Obama’s Economic Group Think

Monday, April 13, 2009

Over the weekend I read a very enlightening article in New York Magazine (I admit it. I was in a waiting room). The article was a think piece on the three main minds in Obama’s economic think tank, namely Geithner, Summers, and Volker. The article was pretty fair in my opinion, although disturbing in it’s omission to point out the serious implications regarding the problems of these three. It may seem moot since they are already in their positions, but I wanted to give account to those whom have Obama’s ear.

I was originally going to go through each of these guys’ resume, but realized that I would only be repeating myself. Therefore, I will enlighten you on the important aspects on or missing from their truly impressive resumes. The first of which is their resumes themselves.

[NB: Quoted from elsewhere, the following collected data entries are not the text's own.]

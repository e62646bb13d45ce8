//! Reference name grammar: validation, safety, and classification.
//!
//! Grounded in `check_refname_component`/`check_refname_format`/
//! `refname_is_safe`/`ref_type` from the reference C implementation this
//! crate reimplements (`refs.c`).

use bstr::{BStr, ByteSlice};

bitflags::bitflags! {
    /// Flags recognized by [`check`].
    #[derive(Clone, Copy, Debug, Default, Eq, PartialEq)]
    pub struct Flags: u32 {
        /// Accept a refname with only a single path component (e.g. `HEAD`, `FETCH_HEAD`).
        const ALLOW_ONELEVEL = 1 << 0;
        /// Accept a single, bare `*` as a refspec pattern placeholder.
        const REFSPEC_PATTERN = 1 << 1;
    }
}

/// A refname fails the grammar of §3.
#[derive(Debug, thiserror::Error, Eq, PartialEq)]
#[error("invalid reference name")]
pub struct BadName;

/// How a character may appear within one `/`-separated refname component.
///
/// Mirrors the `refname_disposition` lookup table in `refs.c` exactly: most
/// ASCII is fine, control characters and a fixed set of punctuation are
/// always rejected, `.` and `@` need their neighbor checked to reject `..`
/// and `@{`, and `*` is conditionally accepted.
fn component_len(component: &BStr, flags: &mut Flags) -> Option<usize> {
    let mut last = 0u8;
    let mut end = component.len();
    for (i, &ch) in component.iter().enumerate() {
        if ch == b'/' {
            end = i;
            break;
        }
        let bad = matches!(ch, 0..=31 | b' ' | b'\t' | b':' | b'?' | b'[' | b'\\' | b'^' | b'~' | 127);
        if bad {
            return None;
        }
        if ch == b'.' && last == b'.' {
            return None; // ".."
        }
        if ch == b'{' && last == b'@' {
            return None; // "@{"
        }
        if ch == b'*' {
            if !flags.contains(Flags::REFSPEC_PATTERN) {
                return None;
            }
            // only a single asterisk is ever accepted
            flags.remove(Flags::REFSPEC_PATTERN);
        }
        last = ch;
    }
    if end == 0 {
        return Some(0); // zero-length component, rejected by the caller
    }
    if component[0] == b'.' {
        return None;
    }
    const LOCK_SUFFIX: &[u8] = b".lock";
    if end >= LOCK_SUFFIX.len() && &component[end - LOCK_SUFFIX.len()..end] == LOCK_SUFFIX {
        return None;
    }
    Some(end)
}

/// Validate `name` against the refname grammar.
pub fn check(name: &BStr, flags: Flags) -> Result<(), BadName> {
    if name == "@" {
        return Err(BadName);
    }

    let mut flags = flags;
    let mut rest = name;
    let mut component_count = 0usize;
    let mut last_component_len = 0usize;
    loop {
        let len = component_len(rest, &mut flags).ok_or(BadName)?;
        if len == 0 {
            return Err(BadName);
        }
        component_count += 1;
        last_component_len = len;
        if len == rest.len() {
            break;
        }
        rest = rest[len + 1..].as_ref();
    }

    if rest[last_component_len - 1] == b'.' {
        return Err(BadName); // ends with '.'
    }
    if !flags.contains(Flags::ALLOW_ONELEVEL) && component_count < 2 {
        return Err(BadName);
    }
    Ok(())
}

/// A refname is "safe" if a caller may delete it even though [`check`] fails —
/// needed to clean up refs that a corrupted store may have produced.
pub fn is_safe(name: &BStr) -> bool {
    if let Some(tail) = name.strip_prefix(b"refs/") {
        normalized_path_stays_within_root(tail.as_bstr())
    } else {
        name.iter().all(|&b| b.is_ascii_uppercase() || b == b'_')
    }
}

/// True iff lexically normalizing `tail` (resolving `.`/`..` components)
/// never escapes above the directory it started in — i.e. `foo/../bar` is
/// fine but `foo/../../bar` is not.
fn normalized_path_stays_within_root(tail: &BStr) -> bool {
    let mut depth: i64 = 0;
    for component in tail.split(|&b| b == b'/') {
        match component {
            b"" | b"." => {}
            b".." => {
                depth -= 1;
                if depth < 0 {
                    return false;
                }
            }
            _ => depth += 1,
        }
    }
    true
}

/// Routing classification of a reference name, determining which backend
/// owns its primary storage.
#[derive(Clone, Copy, Debug, Eq, PartialEq)]
pub enum Classification {
    Normal,
    PerWorktree,
    Pseudoref,
}

/// Classify `name` for routing purposes (`ref_type` in `refs.c`).
pub fn classify(name: &BStr) -> Classification {
    if is_per_worktree(name) {
        Classification::PerWorktree
    } else if is_pseudoref_syntax(name) {
        Classification::Pseudoref
    } else {
        Classification::Normal
    }
}

fn is_per_worktree(name: &BStr) -> bool {
    name == "HEAD" || name.starts_with(b"refs/bisect/")
}

fn is_pseudoref_syntax(name: &BStr) -> bool {
    !name.is_empty() && name.iter().all(|&b| b.is_ascii_uppercase() || b == b'_' || b == b'-')
}

#[cfg(test)]
mod tests {
    use super::*;

    fn check_onelevel(s: &str) -> Result<(), BadName> {
        check(s.into(), Flags::ALLOW_ONELEVEL)
    }

    #[test]
    fn accepts_normal_names() {
        assert!(check("refs/heads/main".into(), Flags::empty()).is_ok());
        assert!(check("refs/heads/feature/x".into(), Flags::empty()).is_ok());
    }

    #[test]
    fn rejects_at_alone() {
        assert_eq!(check_onelevel("@"), Err(BadName));
    }

    #[test]
    fn rejects_dotdot() {
        assert_eq!(check_onelevel("refs/heads/../x"), Err(BadName));
    }

    #[test]
    fn rejects_at_brace() {
        assert_eq!(check_onelevel("refs/heads/@{upstream}"), Err(BadName));
    }

    #[test]
    fn rejects_lock_suffix() {
        assert_eq!(check_onelevel("refs/heads/main.lock"), Err(BadName));
    }

    #[test]
    fn rejects_trailing_dot() {
        assert_eq!(check_onelevel("refs/heads/main."), Err(BadName));
    }

    #[test]
    fn rejects_one_component_without_flag() {
        assert_eq!(check("HEAD".into(), Flags::empty()), Err(BadName));
        assert!(check_onelevel("HEAD").is_ok());
    }

    #[test]
    fn accepts_single_star_as_pattern() {
        assert!(check("refs/heads/*".into(), Flags::REFSPEC_PATTERN).is_ok());
        assert!(check("refs/heads/*".into(), Flags::empty()).is_err());
    }

    #[test]
    fn rejects_double_star() {
        assert!(check("refs/heads/*/*".into(), Flags::REFSPEC_PATTERN).is_err());
    }

    #[test]
    fn safe_refs_prefixed_names() {
        assert!(is_safe("refs/heads/main".into()));
        assert!(is_safe("refs/foo/../bar".into()));
        assert!(!is_safe("refs/foo/../../bar".into()));
    }

    #[test]
    fn safe_uppercase_names() {
        assert!(is_safe("FETCH_HEAD".into()));
        assert!(is_safe("MERGE_HEAD".into()));
        assert!(!is_safe("not_all_upper".into()));
    }

    #[test]
    fn classifies_per_worktree_and_pseudoref() {
        assert_eq!(classify("HEAD".into()), Classification::PerWorktree);
        assert_eq!(classify("refs/bisect/bad".into()), Classification::PerWorktree);
        assert_eq!(classify("FETCH_HEAD".into()), Classification::Pseudoref);
        assert_eq!(classify("refs/heads/main".into()), Classification::Normal);
    }
}
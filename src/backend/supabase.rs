use async_trait::async_trait;
use log::debug;
use reqwest::{Method, RequestBuilder, Response, StatusCode, header};
use serde::Deserialize;
use serde_json::{Value, json};

use super::{
    AuthSession, Backend, BackendError, LinkProof, MagicLinkRequest, StoredObject, Upload,
};
use crate::config::Config;

/// Client for a Supabase-compatible REST API (GoTrue, PostgREST and Storage)
#[derive(Clone)]
pub struct SupabaseClient {
    http: reqwest::Client,
    base_url: String,
    anon_key: String,
}

#[derive(Deserialize)]
struct UploadResponse {
    #[serde(rename = "Key")]
    key: String,
}

impl SupabaseClient {
    pub fn new(config: &Config) -> Result<Self, BackendError> {
        let http = reqwest::Client::builder()
            .timeout(config.http_timeout)
            .build()?;

        Ok(SupabaseClient {
            http,
            base_url: config.backend_url.clone(),
            anon_key: config.anon_key.clone(),
        })
    }

    fn request(&self, method: Method, path: &str, token: Option<&str>) -> RequestBuilder {
        debug!("backend request: {} {}", method, path);
        self.http
            .request(method, format!("{}{}", self.base_url, path))
            .header("apikey", &self.anon_key)
            .bearer_auth(token.unwrap_or(&self.anon_key))
    }

    async fn send(builder: RequestBuilder) -> Result<Response, BackendError> {
        let response = builder.send().await?;
        let status = response.status();
        if status.is_success() {
            return Ok(response);
        }

        let body = response.text().await.unwrap_or_default();
        Err(BackendError::Api {
            status: status.as_u16(),
            message: error_message(status, &body),
        })
    }
}

/// Extract the human-readable message from a backend error body
///
/// GoTrue answers with `msg` or `error_description`, PostgREST and Storage
/// with `message`, older endpoints with a bare `error` string.
pub(crate) fn error_message(status: StatusCode, body: &str) -> String {
    if let Ok(value) = serde_json::from_str::<Value>(body) {
        for key in ["msg", "message", "error_description", "error"] {
            if let Some(text) = value.get(key).and_then(Value::as_str) {
                if !text.is_empty() {
                    return text.to_string();
                }
            }
        }
    }

    status
        .canonical_reason()
        .map(str::to_string)
        .unwrap_or_else(|| format!("HTTP {}", status.as_u16()))
}

/// Percent-encode each segment of an object path, keeping the separators
fn encode_object_path(path: &str) -> String {
    path.split('/')
        .map(|segment| urlencoding::encode(segment).into_owned())
        .collect::<Vec<_>>()
        .join("/")
}

// Requests, built separately from sending them
impl SupabaseClient {
    fn magic_link_request(&self, request: &MagicLinkRequest) -> RequestBuilder {
        let mut body = json!({
            "email": request.email,
            "create_user": true,
        });
        if let Some(challenge) = &request.code_challenge {
            body["code_challenge"] = json!(challenge);
            body["code_challenge_method"] = json!("plain");
        }

        let mut builder = self.request(Method::POST, "/auth/v1/otp", None).json(&body);
        if let Some(redirect_to) = &request.redirect_to {
            builder = builder.query(&[("redirect_to", redirect_to)]);
        }
        builder
    }

    fn verify_request(&self, proof: &LinkProof) -> RequestBuilder {
        match proof {
            LinkProof::Code { code, verifier } => self
                .request(Method::POST, "/auth/v1/token", None)
                .query(&[("grant_type", "pkce")])
                .json(&json!({ "auth_code": code, "code_verifier": verifier })),
            LinkProof::TokenHash { token_hash, kind } => self
                .request(Method::POST, "/auth/v1/verify", None)
                .json(&json!({ "type": kind, "token_hash": token_hash })),
        }
    }

    fn sign_out_request(&self, token: &str) -> RequestBuilder {
        self.request(Method::POST, "/auth/v1/logout", Some(token))
    }

    fn insert_request(&self, table: &str, records: &[Value], token: Option<&str>) -> RequestBuilder {
        self.request(Method::POST, &format!("/rest/v1/{}", table), token)
            .header("Prefer", "return=representation")
            .json(records)
    }

    fn upload_request(&self, upload: Upload, token: Option<&str>) -> RequestBuilder {
        let path = format!(
            "/storage/v1/object/{}/{}",
            upload.bucket,
            encode_object_path(&upload.path)
        );
        self.request(Method::POST, &path, token)
            .header(header::CONTENT_TYPE, upload.content_type)
            .header(header::CACHE_CONTROL, "max-age=3600")
            .header("x-upsert", if upload.upsert { "true" } else { "false" })
            .body(upload.bytes)
    }
}

#[async_trait]
impl Backend for SupabaseClient {
    async fn send_magic_link(&self, request: &MagicLinkRequest) -> Result<(), BackendError> {
        Self::send(self.magic_link_request(request)).await?;
        Ok(())
    }

    async fn verify_link(&self, proof: &LinkProof) -> Result<AuthSession, BackendError> {
        let response = Self::send(self.verify_request(proof)).await?;
        Ok(response.json::<AuthSession>().await?)
    }

    async fn sign_out(&self, token: &str) -> Result<(), BackendError> {
        Self::send(self.sign_out_request(token)).await?;
        Ok(())
    }

    async fn insert(
        &self,
        table: &str,
        records: Vec<Value>,
        token: Option<&str>,
    ) -> Result<Vec<Value>, BackendError> {
        let response = Self::send(self.insert_request(table, &records, token)).await?;
        let text = response.text().await?;
        if text.trim().is_empty() {
            return Ok(Vec::new());
        }

        match serde_json::from_str::<Value>(&text) {
            Ok(Value::Array(rows)) => Ok(rows),
            Ok(other) => Ok(vec![other]),
            Err(e) => Err(BackendError::Transport(format!(
                "invalid response from backend: {}",
                e
            ))),
        }
    }

    async fn upload(
        &self,
        upload: Upload,
        token: Option<&str>,
    ) -> Result<StoredObject, BackendError> {
        let path = upload.path.clone();
        let response = Self::send(self.upload_request(upload, token)).await?;
        let stored: UploadResponse = response.json().await?;

        Ok(StoredObject {
            path,
            full_path: stored.key,
        })
    }
}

I’m not going to give you spin on this one. These men have impressive resumes. Volker a former FED Chief, Summers a former President of Harvard, and Geithner one of the youngest FED Chairman of New York, the most important FED location. What’s most important about their resumes is not what is in their resumes, but what is missing. Neither Geithner, Summers, nor Volker have any experience in the private sector. They all are academics, who worked for universities and government agencies since graduating college and all with a degree in government economics. Now I have a degree in economics and am quite familiar with the academia behind the study. It is one of the most fractured fields of study you can find. You’ll find those that believe in fiscal and monetary policy, those that believe in monetary policy only, those the believe in fiscal policy only, those that believe in demand side fiscal policy, those that believe in supply side fiscal policy, and those that believe in no fiscal or monetary policy. All of these schools of thought with their own Nobel Prize Laureates. You can see already the trouble in picking a winning economic model to follow. That is why it is important to understand economics from the market perspective by taking place in the market. Those on the outside can only guess, but in the end economic theory needs to be applied and you only get to understand that where the rubber meets the road. How is Geithner supposed to run the Auto Industry and the Banking Industry? At the same time no less? He has never been at the reigns of similar companies, nor does he have any understanding outside his governmental paycheck.

New York pointed out that Summer’s is almost solely Obama’s economic brain. Regardless Obama’s think tank has some serious issues with group think. Volker was a Harvard professor and so was Summers. Geithner served under Summers when Summer’s was Treasury Secretary in 1999. With all of them from the same school of thought, is it any wonder why the same idea is being trumpeted? The idea of control more and spend more, is a product of academics overconfident with their theories of economics. Think USSR here. No government controlled industry has ever proven efficient. We’ve already seen it ourselves over the last six months.

Geithner’s a completely new face, but Summers and Volker have been around. Volker may have been one of the worst FED Chiefs we’ve ever had. He’s the one that sent interest rates up to 20% to stop inflation, sending the country into a recession. It is no surprise that the government is not worried about inflation with all the spending going on. You can be sure that Volker style inflation fighting is likely in the future from this administration. Don’t worry though, Obama is not giving Volker or his vaunted economic council the time of day. It’s all on Geithner and Summers. Summers wanted to be Treasury Secretary, but was denied because of his well known ego. It was this same ego that cost him his Presidency at Harvard for his sexist comments regarding how women can’t do math.

Now Obama does not have a clue about how to run an economy. There can be no denying it. I’ve been told that Obama is great at holding sessions where he gets multiple opinions on the economy, but I’m not impressed. I’m not impressed, because the private sector is far better than Obama at creating these sessions. Any corporation in the US will have a diverse group of ideas when making decisions. Ideas from executives in law, accounting, finance, engineering, economics, law and business are all easy to find in the board rooms of your standard company. It’s no wonder why US private companies are so much better at running things then the government. The CEO of one of my own company has a music degree from Julliard and an MBA as well as 30 years of experience in the industry. Our CFO’s are accomplished CPAs. Where are these points of view in Obama’s think tank? Obama has three academics in the field of government economics. It is not only likely good ideas will be missed, it is a certainty.